A patient who once wanted every available intervention may, after recurrent hospitalizations or a declining functional trajectory, begin expressing a desire to be home, to be comfortable, and to spend time with family rather than in treatment settings. When that shift occurs and the clinical picture aligns with a prognosis of six months or less, hospice becomes not just an option but often the most aligned choice available.
Learn more about what hospice care is and who it is designed to serve.
Explore: Hospice Care
Medicare Hospice Eligibility: A Clinical Refresher
A patient qualifies for the Medicare Hospice Benefit when two physicians certify that the patient has a terminal illness with a life expectancy of six months or less if the disease follows its expected course, and the patient elects to receive hospice care rather than curative or life-prolonging treatment for that terminal diagnosis.
It is important to note what this does not mean. The patient does not have to stop all treatment. Conditions unrelated to the terminal diagnosis can still be treated. And critically, the decision is reversible. A patient can revoke the hospice election at any time and return to curative care.
Conditions that commonly meet hospice eligibility criteria include:
- Advanced cancer with declining performance status and weight loss despite treatment
- End-stage heart failure with NYHA Class IV symptoms, frequent hospitalizations, and declining response to diuretics
- COPD with resting dyspnea, FEV1 below 30% predicted, and recurrent exacerbations requiring hospitalization
- Dementia at FAST Scale Stage 7 with inability to ambulate, minimal verbal communication, and complications such as aspiration pneumonia or urinary tract infections
- End-stage renal, hepatic, or neurological disease with functional decline and comfort-focused goals
See how Golden Rule Hospice’s physical support and management services address these conditions.
If you have questions about a specific patient’s eligibility, you can call our team at (470) 395-6567 and speak with a clinical staff member directly.
Recognizing When Goals Have Shifted
One of the most important clinical skills in end-of-life care is recognizing the moment when a patient’s stated goals and the trajectory of their illness are no longer compatible. This does not always announce itself clearly.
Some patterns to look for in your own patients:
Repeated hospitalizations within a short window. When a patient is hospitalized two or more times within 90 days for the same underlying condition, that pattern often reflects disease progression that treatment is no longer reversing.

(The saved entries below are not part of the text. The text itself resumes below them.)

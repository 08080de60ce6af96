//! Ordered emission of a finished color grid.
//!
//! Rows go out top to bottom, cells left to right.  Each row is
//! assembled in a buffer reserved once for the whole run and handed to
//! the output in a single `write`.  A write that errors or comes back
//! short ends the run: rows already written stay written, nothing
//! after them is attempted.
//!
//! Std's `Stdout` is line buffered: a short write on the descriptor is
//! swallowed by the buffer and finished later.  Rows bound for the
//! terminal therefore go through [`unbuffered`], where one `write` is
//! one system call.

use errors::{allocate, RenderError};
use palette::Palette;
#[cfg(unix)]
use std::fs::File;
use std::io::Write;
#[cfg(unix)]
use std::os::unix::io::AsFd;

/// Assembles rows of palette entries into a reusable buffer.
pub struct RowStreamer<'a> {
    palette: &'a Palette,
    width: usize,
    row: Vec<u8>,
}

impl<'a> RowStreamer<'a> {
    /// Reserve a row buffer big enough for `width` of the palette's
    /// longest entries plus the newline.
    pub fn new(palette: &'a Palette, width: usize) -> Result<RowStreamer<'a>, RenderError> {
        if width == 0 {
            return Err(RenderError::argument("width", "must be positive"));
        }
        let capacity = width
            .checked_mul(palette.max_len())
            .and_then(|bytes| bytes.checked_add(1))
            .ok_or(RenderError::Allocation { what: "row buffer" })?;
        let row = allocate(capacity, "row buffer")?;
        Ok(RowStreamer {
            palette,
            width,
            row,
        })
    }

    /// Write one row of color indices to `out`.  `index` is only used
    /// to say where things went wrong.
    pub fn emit_row<W: Write>(
        &mut self,
        index: usize,
        colors: &[u8],
        out: &mut W,
    ) -> Result<(), RenderError> {
        debug_assert_eq!(colors.len(), self.width);
        self.row.clear();
        for &color in colors {
            self.row.extend_from_slice(self.palette.entry(color));
        }
        self.row.push(b'\n');

        let written = out.write(&self.row)?;
        if written != self.row.len() {
            return Err(RenderError::ShortWrite {
                row: index,
                written,
                expected: self.row.len(),
            });
        }
        Ok(())
    }

    /// Write every row of a row-major color grid, then flush.
    pub fn emit_all<W: Write>(&mut self, colors: &[u8], out: &mut W) -> Result<(), RenderError> {
        if colors.len() % self.width != 0 {
            return Err(RenderError::argument(
                "width",
                format!("{} cells do not divide into rows of {}", colors.len(), self.width),
            ));
        }
        for (index, row) in colors.chunks(self.width).enumerate() {
            self.emit_row(index, row, out)?;
        }
        out.flush()?;
        Ok(())
    }
}

/// Stream a whole color grid of the given width to `out`.
pub fn stream<W: Write>(
    palette: &Palette,
    colors: &[u8],
    width: usize,
    out: &mut W,
) -> Result<(), RenderError> {
    let mut streamer = RowStreamer::new(palette, width)?;
    streamer.emit_all(colors, out)?;
    debug!("streamed {} rows of {} cells", colors.len() / width, width);
    Ok(())
}

/// A `File` sharing the descriptor behind `handle`, with no buffering
/// in between.  Used on `io::stdout()` so short writes reach the
/// streamer instead of being retried behind its back.
#[cfg(unix)]
pub fn unbuffered<H: AsFd>(handle: &H) -> Result<File, RenderError> {
    let fd = handle.as_fd().try_clone_to_owned()?;
    Ok(File::from(fd))
}
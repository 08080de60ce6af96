extern crate env_logger;
#[macro_use]
extern crate log;
extern crate termbrot;

use std::io;
use std::process;
use std::time::Instant;
use termbrot::{Config, Palette, RenderError, Renderer};

#[cfg(unix)]
fn stdout() -> Result<std::fs::File, RenderError> {
    termbrot::stream::unbuffered(&io::stdout())
}

#[cfg(not(unix))]
fn stdout() -> Result<io::Stdout, RenderError> {
    Ok(io::stdout())
}

fn run(config: &Config) -> Result<(), RenderError> {
    info!(
        "rendering {}x{} cells, {} iterations, center {}, zoom {}, {} threads",
        config.width,
        config.height,
        config.max_iter,
        config.viewport.center,
        config.viewport.zoom,
        config.threads
    );

    let renderer = Renderer::new(
        config.width,
        config.height,
        config.viewport,
        config.max_iter,
    )?;
    let palette = Palette::new();

    let started = Instant::now();
    let colors = renderer.colors(config.threads)?;
    debug!("computed {} cells in {:?}", colors.len(), started.elapsed());

    let mut out = stdout()?;
    termbrot::stream::stream(&palette, &colors, config.width, &mut out)?;
    debug!("finished in {:?}", started.elapsed());
    Ok(())
}

fn main() {
    env_logger::init();

    let config = match Config::from_args(std::env::args_os()) {
        Ok(config) => config,
        Err(RenderError::Usage(e)) => e.exit(),
        Err(e) => {
            eprintln!("termbrot: {}", e);
            process::exit(1);
        }
    };

    if let Err(e) = run(&config) {
        eprintln!("termbrot: {}", e);
        process::exit(1);
    }
}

Declining functional status across visits. A patient who has gone from independent to requiring assistance to now being bed-bound within six to twelve months is demonstrating functional decline that warrants a direct goals conversation.
The patient or family expressing fatigue with treatment. Phrases like “I just want to be home” or “I don’t want to go back to the hospital” are direct signals. These expressions deserve to be taken seriously and followed with a structured goals-of-care conversation rather than redirected back to a treatment plan.
Weight loss of 10% or more in six months in the absence of a reversible cause.
Caregiver distress. When the people supporting the patient are visibly overwhelmed, that is often a sign that the patient’s care needs have outpaced what the current care plan can support.
If you have already read about the benefits of referring earlier rather than later, our blog post on how early hospice referrals can significantly help patients and families provides a helpful framework for thinking through timing.
Common Referral Barriers and How to Address Them
Even when the clinical picture is clear, referrals are sometimes delayed. Below are the concerns we hear most often from referring clinicians, and how to think through them.
“My patient isn’t ready to stop fighting.” Hospice is not about stopping. It is about redirecting the fight toward comfort, dignity, and quality of life. Many patients who initially resist the word “hospice” accept it readily once it is reframed around what they will gain, including consistent clinical support at home, better pain and symptom management, and more time focused on what matters to them rather than on appointments and procedures.
“I’m not sure the prognosis is certain enough.” Hospice eligibility does not require certainty. It requires a clinical judgment that, based on the disease’s expected course, the patient’s life expectancy is six months or less. Prognostic uncertainty is expected and accounted for in how the Medicare Hospice Benefit is structured. If the patient stabilizes or improves, they can be discharged from hospice.
“I don’t want to lose the relationship with my patient.” Patients who enroll in hospice retain their relationship with their primary care physician. The hospice medical director coordinates with, not replaces, the referring provider. You remain an important part of the care picture.
“The family won’t accept it.” Family readiness often follows patient readiness. If the patient has expressed comfort-focused goals, the goals-of-care conversation should center those wishes. The hospice social work and chaplaincy team can also provide meaningful support to families working through grief, anticipatory loss, and resistance to the transition.
Learn more about our Family and Caregiver Support services.
Prognostic Indicators by Diagnosis: A Quick Reference
Identifying decline in non-cancer diagnoses can be harder than identifying decline in cancer. Below are commonly used clinical indicators:
Dementia (FAST Scale): Stage 7a or beyond. The patient cannot walk without assistance, has fewer than six intelligible words, and requires full assistance with all ADLs.
Heart Failure: Ejection fraction below 20%, persistent NYHA Class IV symptoms, frequent hospitalizations despite optimized medical therapy, consideration or discontinuation of ICD therapy.
COPD: FEV1 below 30% predicted, dyspnea at rest, three or more hospitalizations or ER visits in the past year, hypoxia requiring supplemental oxygen.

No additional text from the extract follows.